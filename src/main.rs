// pagerlink: five-button messaging client in the terminal

use std::fs::File;
use std::io;
use std::sync::Mutex;

use anyhow::Context;
use clap::Parser;
use crossterm::{
    execute,
    terminal::{disable_raw_mode, enable_raw_mode, EnterAlternateScreen, LeaveAlternateScreen},
};
use ratatui::{backend::CrosstermBackend, Terminal};
use tracing::info;
use tracing_subscriber::EnvFilter;

use pagerlink::config::{Cli, SeedData};
use pagerlink::nav::Controller;
use pagerlink::services::SystemClipboard;
use pagerlink::ui::App;

fn init_logging(cli: &Cli) -> anyhow::Result<()> {
    // The terminal belongs to the TUI; logs only go to a file
    let Some(path) = &cli.log_file else {
        return Ok(());
    };
    let file = File::create(path)
        .with_context(|| format!("cannot create log file {}", path.display()))?;
    let filter =
        EnvFilter::try_from_env("PAGERLINK_LOG").unwrap_or_else(|_| EnvFilter::new("info"));
    tracing_subscriber::fmt()
        .with_env_filter(filter)
        .with_ansi(false)
        .with_target(false)
        .with_writer(Mutex::new(file))
        .try_init()
        .map_err(|err| anyhow::anyhow!(err))
        .context("cannot install log subscriber")
}

#[tokio::main]
async fn main() -> anyhow::Result<()> {
    let cli = Cli::parse();
    init_logging(&cli)?;

    let seed = match &cli.seed {
        Some(path) => SeedData::load(path)?,
        None => SeedData::default(),
    };
    let store = seed.with_my_code(cli.my_code).into_store();
    let my_code = store.my_code();
    info!(?my_code, "session starting");

    let controller = Controller::new(store.clone(), SystemClipboard::new(), store)
        .with_clipboard_timeout(cli.clipboard_timeout());
    let mut app = App::new(controller, my_code);

    // Set up terminal
    enable_raw_mode()?;
    let mut stdout = io::stdout();
    execute!(stdout, EnterAlternateScreen)?;
    let backend = CrosstermBackend::new(stdout);
    let mut terminal = Terminal::new(backend)?;

    let res = app.run(&mut terminal, cli.tick()).await;

    // Restore terminal
    disable_raw_mode()?;
    execute!(terminal.backend_mut(), LeaveAlternateScreen)?;
    terminal.show_cursor()?;

    res.context("terminal event loop failed")?;
    info!("session ended");
    Ok(())
}
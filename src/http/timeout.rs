//! Deadlines, cancellation and the timer service
//!
//! Synchronous code enforces time limits by passing a [`Deadline`] down to
//! every blocking poll. Asynchronous sends additionally register with the
//! client's [`TimerService`], which completes the caller's future when the
//! request timeout fires, and trips the request's [`CancelToken`] so the
//! worker stops too.

use super::{Error, Result};
use crossbeam_channel::{Receiver, Sender};
use parking_lot::{Condvar, Mutex};
use std::cmp::Reverse;
use std::collections::{BinaryHeap, HashMap};
use std::sync::atomic::{AtomicBool, Ordering};
use std::sync::Arc;
use std::thread::{self, JoinHandle};
use std::time::{Duration, Instant};

/// Optional absolute point in time after which an operation fails
#[derive(Debug, Clone, Copy, PartialEq, Eq, Default)]
pub struct Deadline {
    at: Option<Instant>,
}

impl Deadline {
    /// No time limit
    pub fn none() -> Self {
        Deadline { at: None }
    }

    /// Deadline `timeout` from now, if given
    pub fn after(timeout: Option<Duration>) -> Self {
        Deadline {
            at: timeout.map(|t| Instant::now() + t),
        }
    }

    pub fn at(instant: Instant) -> Self {
        Deadline { at: Some(instant) }
    }

    pub fn instant(&self) -> Option<Instant> {
        self.at
    }

    /// Time left, zero once expired; `None` when unbounded
    pub fn remaining(&self) -> Option<Duration> {
        self.at.map(|at| at.saturating_duration_since(Instant::now()))
    }

    pub fn is_expired(&self) -> bool {
        self.at.is_some_and(|at| Instant::now() >= at)
    }

    /// Fail with a request timeout once expired
    pub fn check(&self) -> Result<()> {
        if self.is_expired() {
            Err(Error::RequestTimeout)
        } else {
            Ok(())
        }
    }

    /// The earlier of two deadlines
    pub fn min(self, other: Deadline) -> Deadline {
        match (self.at, other.at) {
            (Some(a), Some(b)) => Deadline { at: Some(a.min(b)) },
            (a, b) => Deadline { at: a.or(b) },
        }
    }
}

/// Bounds for establishing one connection
///
/// The connect timeout and the request deadline run independently; which
/// one expires decides between a connect timeout and a request timeout.
#[derive(Debug, Clone, Copy)]
pub struct ConnectBudget {
    pub connect: Deadline,
    pub request: Deadline,
}

impl ConnectBudget {
    pub fn new(connect_timeout: Option<Duration>, request: Deadline) -> Self {
        ConnectBudget {
            connect: Deadline::after(connect_timeout),
            request,
        }
    }

    /// Effective deadline for the connect phase
    pub fn effective(&self) -> Deadline {
        self.connect.min(self.request)
    }

    /// Classify a timeout during connection establishment
    ///
    /// `cause` is the connection-level failure, kept as the source of a
    /// connect timeout.
    pub fn timeout_error(&self, cause: Error) -> Error {
        let request_first = match (self.connect.instant(), self.request.instant()) {
            (Some(c), Some(r)) => r < c,
            (None, Some(_)) => true,
            _ => false,
        };
        if request_first && self.request.is_expired() {
            Error::RequestTimeout
        } else {
            Error::ConnectTimeout {
                source: Box::new(cause),
            }
        }
    }
}

type CancelTask = Box<dyn FnOnce() + Send>;

struct CancelState {
    hooks: HashMap<u64, CancelTask>,
    next_id: u64,
    /// Dropped on cancellation, which disconnects every `signal` receiver
    trigger: Option<Sender<()>>,
}

struct CancelShared {
    /// Readable without the lock, so waiters may check it under their own locks
    cancelled: AtomicBool,
    state: Mutex<CancelState>,
    signal: Receiver<()>,
}

/// Cancellation flag shared by a request and whoever may abort it
///
/// Blocking code either polls [`check`](CancelToken::check), selects on
/// [`signal`](CancelToken::signal), or registers a hook that unblocks it
/// (shutting a socket down, waking a condition variable). Hooks run with
/// the token locked: once a [`CancelHook`] is dropped its hook never runs.
#[derive(Clone)]
pub struct CancelToken {
    shared: Arc<CancelShared>,
}

/// Registration returned by [`CancelToken::on_cancel`]
#[must_use = "the hook is removed when this is dropped"]
pub struct CancelHook {
    shared: Arc<CancelShared>,
    id: Option<u64>,
}

impl CancelToken {
    pub fn new() -> Self {
        let (trigger, signal) = crossbeam_channel::bounded(0);
        CancelToken {
            shared: Arc::new(CancelShared {
                cancelled: AtomicBool::new(false),
                state: Mutex::new(CancelState {
                    hooks: HashMap::new(),
                    next_id: 0,
                    trigger: Some(trigger),
                }),
                signal,
            }),
        }
    }

    /// Trip the token and run every registered hook; true the first time
    pub fn cancel(&self) -> bool {
        let mut state = self.shared.state.lock();
        if self.shared.cancelled.swap(true, Ordering::SeqCst) {
            return false;
        }
        state.trigger = None;
        let mut hooks: Vec<(u64, CancelTask)> = state.hooks.drain().collect();
        hooks.sort_unstable_by_key(|(id, _)| *id);
        for (_, hook) in hooks {
            hook();
        }
        true
    }

    pub fn is_cancelled(&self) -> bool {
        self.shared.cancelled.load(Ordering::SeqCst)
    }

    /// Fail with a cancellation error once tripped
    pub fn check(&self) -> Result<()> {
        if self.is_cancelled() {
            Err(Error::Cancelled)
        } else {
            Ok(())
        }
    }

    /// Receiver that becomes disconnected when the token trips
    ///
    /// Nothing is ever sent on it, so a `recv` arm in `select!` fires only
    /// on cancellation.
    pub fn signal(&self) -> &Receiver<()> {
        &self.shared.signal
    }

    /// Run `hook` on cancellation, or right away if already cancelled
    pub fn on_cancel(&self, hook: impl FnOnce() + Send + 'static) -> CancelHook {
        let mut state = self.shared.state.lock();
        if self.is_cancelled() {
            hook();
            return CancelHook {
                shared: Arc::clone(&self.shared),
                id: None,
            };
        }
        let id = state.next_id;
        state.next_id += 1;
        state.hooks.insert(id, Box::new(hook));
        CancelHook {
            shared: Arc::clone(&self.shared),
            id: Some(id),
        }
    }
}

impl Default for CancelToken {
    fn default() -> Self {
        CancelToken::new()
    }
}

impl std::fmt::Debug for CancelToken {
    fn fmt(&self, f: &mut std::fmt::Formatter<'_>) -> std::fmt::Result {
        f.debug_struct("CancelToken")
            .field("cancelled", &self.is_cancelled())
            .finish()
    }
}

impl Drop for CancelHook {
    fn drop(&mut self) {
        if let Some(id) = self.id.take() {
            self.shared.state.lock().hooks.remove(&id);
        }
    }
}

type TimerTask = Box<dyn FnOnce() + Send>;

struct TimerState {
    queue: BinaryHeap<Reverse<(Instant, u64)>>,
    tasks: HashMap<u64, TimerTask>,
    next_id: u64,
    stopped: bool,
}

struct TimerShared {
    state: Mutex<TimerState>,
    wakeup: Condvar,
}

/// Handle to a scheduled timer
#[derive(Debug, Clone, Copy, PartialEq, Eq)]
pub struct TimerId(u64);

/// Single-thread timer that runs callbacks at their deadlines
///
/// Every scheduled callback runs at most once: either when its deadline
/// passes or never, if it was cancelled first.
pub struct TimerService {
    shared: Arc<TimerShared>,
    thread: Mutex<Option<JoinHandle<()>>>,
}

impl TimerService {
    pub fn new(name: &str) -> std::io::Result<Self> {
        let shared = Arc::new(TimerShared {
            state: Mutex::new(TimerState {
                queue: BinaryHeap::new(),
                tasks: HashMap::new(),
                next_id: 0,
                stopped: false,
            }),
            wakeup: Condvar::new(),
        });

        let worker = Arc::clone(&shared);
        let thread = thread::Builder::new()
            .name(format!("{}-timer", name))
            .spawn(move || run_timers(&worker))?;

        Ok(TimerService {
            shared,
            thread: Mutex::new(Some(thread)),
        })
    }

    /// Run `task` once `at` has passed
    pub fn schedule(&self, at: Instant, task: impl FnOnce() + Send + 'static) -> TimerId {
        let mut state = self.shared.state.lock();
        let id = state.next_id;
        state.next_id += 1;
        if state.stopped {
            return TimerId(id);
        }
        state.queue.push(Reverse((at, id)));
        state.tasks.insert(id, Box::new(task));
        drop(state);
        self.shared.wakeup.notify_one();
        TimerId(id)
    }

    /// Drop a scheduled task; false if it already ran
    pub fn cancel(&self, id: TimerId) -> bool {
        self.shared.state.lock().tasks.remove(&id.0).is_some()
    }

    /// Number of tasks still waiting
    pub fn pending(&self) -> usize {
        self.shared.state.lock().tasks.len()
    }

    /// Stop the timer thread, discarding pending tasks
    pub fn shutdown(&self) {
        {
            let mut state = self.shared.state.lock();
            state.stopped = true;
            state.tasks.clear();
            state.queue.clear();
        }
        self.shared.wakeup.notify_all();
        if let Some(handle) = self.thread.lock().take() {
            if handle.thread().id() != thread::current().id() {
                let _ = handle.join();
            }
        }
    }
}

impl Drop for TimerService {
    fn drop(&mut self) {
        self.shutdown();
    }
}

fn run_timers(shared: &TimerShared) {
    let mut state = shared.state.lock();
    loop {
        if state.stopped {
            return;
        }
        let now = Instant::now();
        match state.queue.peek().copied() {
            Some(Reverse((at, id))) if at <= now => {
                state.queue.pop();
                if let Some(task) = state.tasks.remove(&id) {
                    drop(state);
                    task();
                    state = shared.state.lock();
                }
            }
            Some(Reverse((at, _))) => {
                shared.wakeup.wait_until(&mut state, at);
            }
            None => shared.wakeup.wait(&mut state),
        }
    }
}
--- --- ---
• What is required:
Restate word for word the lines above, beginning at the first one and ending at the line that carries "use pagerlink::nav::Controller;".

• Answer to the problem:
filename src/main.rs
// pagerlink: five-button messaging client in the terminal

use std::fs::File;
use std::io;
use std::sync::Mutex;

use anyhow::Context;
use clap::Parser;
use crossterm::{
    execute,
    terminal::{disable_raw_mode, enable_raw_mode, EnterAlternateScreen, LeaveAlternateScreen},
};
use ratatui::{backend::CrosstermBackend, Terminal};
use tracing::info;
use tracing_subscriber::EnvFilter;

use pagerlink::config::{Cli, SeedData};
use pagerlink::nav::Controller;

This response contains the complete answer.